Hi,
This question is motivated by a statistical genetics model. Let $(x_1,y_1)$, .., $(x_N,y_N)$$(x_N,y_N), ... $ be i.i.d. bi-variate Gaussian random variables. The $x_i,y_i$'s are standard Gaussians, $x_i, y_i \sim N(0,1)$, and $corr(x_i,y_i) = \rho$ for some $\rho \in (0,1)$. Let $X_N = \max(x_1, .., x_N)$ and $Y_N = \max(y_1, .., y_N)$.
$X_N$ (and $Y_N$), when normalized, has an asymptotic Gumbel distribution with $\alpha_N = \frac{1}{\sqrt{2 \log N}}$ and $\beta_N = \sqrt{2 \log N} - \frac{\log \log N + \log 4\pi}{2\sqrt{2\log N}}$, such that $Pr(\frac{X_N - \beta_N}{\alpha_N} < t) \to e^{-e^{-t}}$.
What is the correlation between $X_N$ and $Y_N$ as $N \to \infty$? are they asymptotically independent?

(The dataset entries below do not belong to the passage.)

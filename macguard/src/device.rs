use chrono::{DateTime, Local};
use serde::Serialize;
use thiserror::Error;

/// Longest device name kept after cleaning; anything past this is truncated
/// silently rather than rejected.
pub const MAX_NAME_LEN: usize = 50;

/// Validation errors for user-entered device fields.
#[derive(Debug, Error, PartialEq, Eq)]
pub enum DeviceError {
    /// Raw MAC did not reduce to exactly 12 hex digits.
    #[error("invalid MAC address format: {raw}")]
    InvalidMac { raw: String },
    /// Name was empty after removing disallowed characters.
    #[error("device name contains no valid characters: {raw:?}")]
    InvalidName { raw: String },
}

/// One registered household device.
#[derive(Debug, Clone, PartialEq, Serialize)]
pub struct DeviceRecord {
    /// Positive, unique, assigned as max(existing)+1; stable across edits.
    pub id: u32,
    /// Cleaned human label, unique case-insensitively.
    pub name: String,
    /// Canonical `XX:XX:XX:XX:XX:XX` uppercase form, unique.
    pub mac: String,
    /// The raw string the user entered; written back to the store verbatim.
    pub original_mac: String,
    /// Only enabled devices are persisted and synced to the firewall.
    pub enabled: bool,
    /// Informational only.
    pub added_date: DateTime<Local>,
    /// Informational only; set on every successful update.
    pub updated_date: Option<DateTime<Local>>,
}

impl DeviceRecord {
    /// Build a fresh enabled record from already-validated fields.
    pub fn new(id: u32, name: String, mac: String, original_mac: String) -> Self {
        Self {
            id,
            name,
            mac,
            original_mac,
            enabled: true,
            added_date: Local::now(),
            updated_date: None,
        }
    }
}

/// Normalize a raw MAC string to the canonical colon-separated uppercase
/// form the appliance expects.
///
/// Accepts `AA-BB-CC-DD-EE-FF`, `aa:bb:cc:dd:ee:ff`, `AABBCCDDEEFF`, and any
/// other separator noise; everything that is not a hex digit is stripped and
/// exactly 12 digits must remain.
pub fn normalize_mac(raw: &str) -> Result<String, DeviceError> {
    let digits: String = raw
        .chars()
        .filter(|c| c.is_ascii_hexdigit())
        .map(|c| c.to_ascii_uppercase())
        .collect();

    if digits.len() != 12 {
        return Err(DeviceError::InvalidMac {
            raw: raw.to_string(),
        });
    }

    let pairs: Vec<&str> = (0..6).map(|i| &digits[i * 2..i * 2 + 2]).collect();
    Ok(pairs.join(":"))
}

/// Clean a device name for use in alias descriptions and the store file.
///
/// Characters outside `[A-Za-z0-9_- ]` are removed; an empty result is an
/// error, and names longer than [`MAX_NAME_LEN`] are truncated silently.
pub fn normalize_name(raw: &str) -> Result<String, DeviceError> {
    let cleaned: String = raw
        .trim()
        .chars()
        .filter(|c| c.is_ascii_alphanumeric() || matches!(c, '_' | '-' | ' '))
        .collect();
    let cleaned = cleaned.trim().to_string();

    if cleaned.is_empty() {
        return Err(DeviceError::InvalidName {
            raw: raw.to_string(),
        });
    }

    if cleaned.len() > MAX_NAME_LEN {
        return Ok(cleaned[..MAX_NAME_LEN].trim_end().to_string());
    }
    Ok(cleaned)
}

#[cfg(test)]
mod tests {
    use super::{normalize_mac, normalize_name, DeviceError};

    #[test]
    fn normalizes_common_mac_formats_to_same_canonical_form() {
        for raw in ["AA-BB-CC-DD-EE-FF", "AABBCCDDEEFF", "aa:bb:cc:dd:ee:ff"] {
            assert_eq!(
                normalize_mac(raw).expect("valid"),
                "AA:BB:CC:DD:EE:FF",
                "input {raw}"
            );
        }
    }

    #[test]
    fn normalize_mac_is_idempotent() {
        let once = normalize_mac("aa-bb-cc-dd-ee-01").expect("valid");
        let twice = normalize_mac(&once).expect("still valid");
        assert_eq!(once, twice);
    }

    #[test]
    fn rejects_short_and_long_macs() {
        assert!(matches!(
            normalize_mac("AA:BB:CC"),
            Err(DeviceError::InvalidMac { .. })
        ));
        assert!(matches!(
            normalize_mac("AABBCCDDEEFF00"),
            Err(DeviceError::InvalidMac { .. })
        ));
    }

    #[test]
    fn rejects_non_hex_noise_that_leaves_wrong_length() {
        // "GG" contributes nothing, leaving 10 digits.
        assert!(normalize_mac("GG:BB:CC:DD:EE:FF").is_err());
    }

    #[test]
    fn cleans_name_and_keeps_allowed_punctuation() {
        assert_eq!(
            normalize_name("  Kid's Tablet #1! ").expect("valid"),
            "Kids Tablet 1"
        );
        assert_eq!(normalize_name("game-room_pc").expect("valid"), "game-room_pc");
    }

    #[test]
    fn empty_after_cleaning_is_an_error() {
        assert!(matches!(
            normalize_name("!!!@@@"),
            Err(DeviceError::InvalidName { .. })
        ));
        assert!(normalize_name("   ").is_err());
    }

    #[test]
    fn long_names_truncate_silently() {
        let raw = "x".repeat(80);
        let cleaned = normalize_name(&raw).expect("valid");
        assert_eq!(cleaned.len(), super::MAX_NAME_LEN);
    }
}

A quick simulation shows that this correlation drops as you increase $N$ but the decay is rather slow - so it's not clear if it goes to zero and if so, how rapidly. A possibly related result is that the max and sum of $N$ independent Gaussians are known to be asymptotically independent as $N \to \infty$ (see for example Ho, H. C. and Hsing, T. 1996).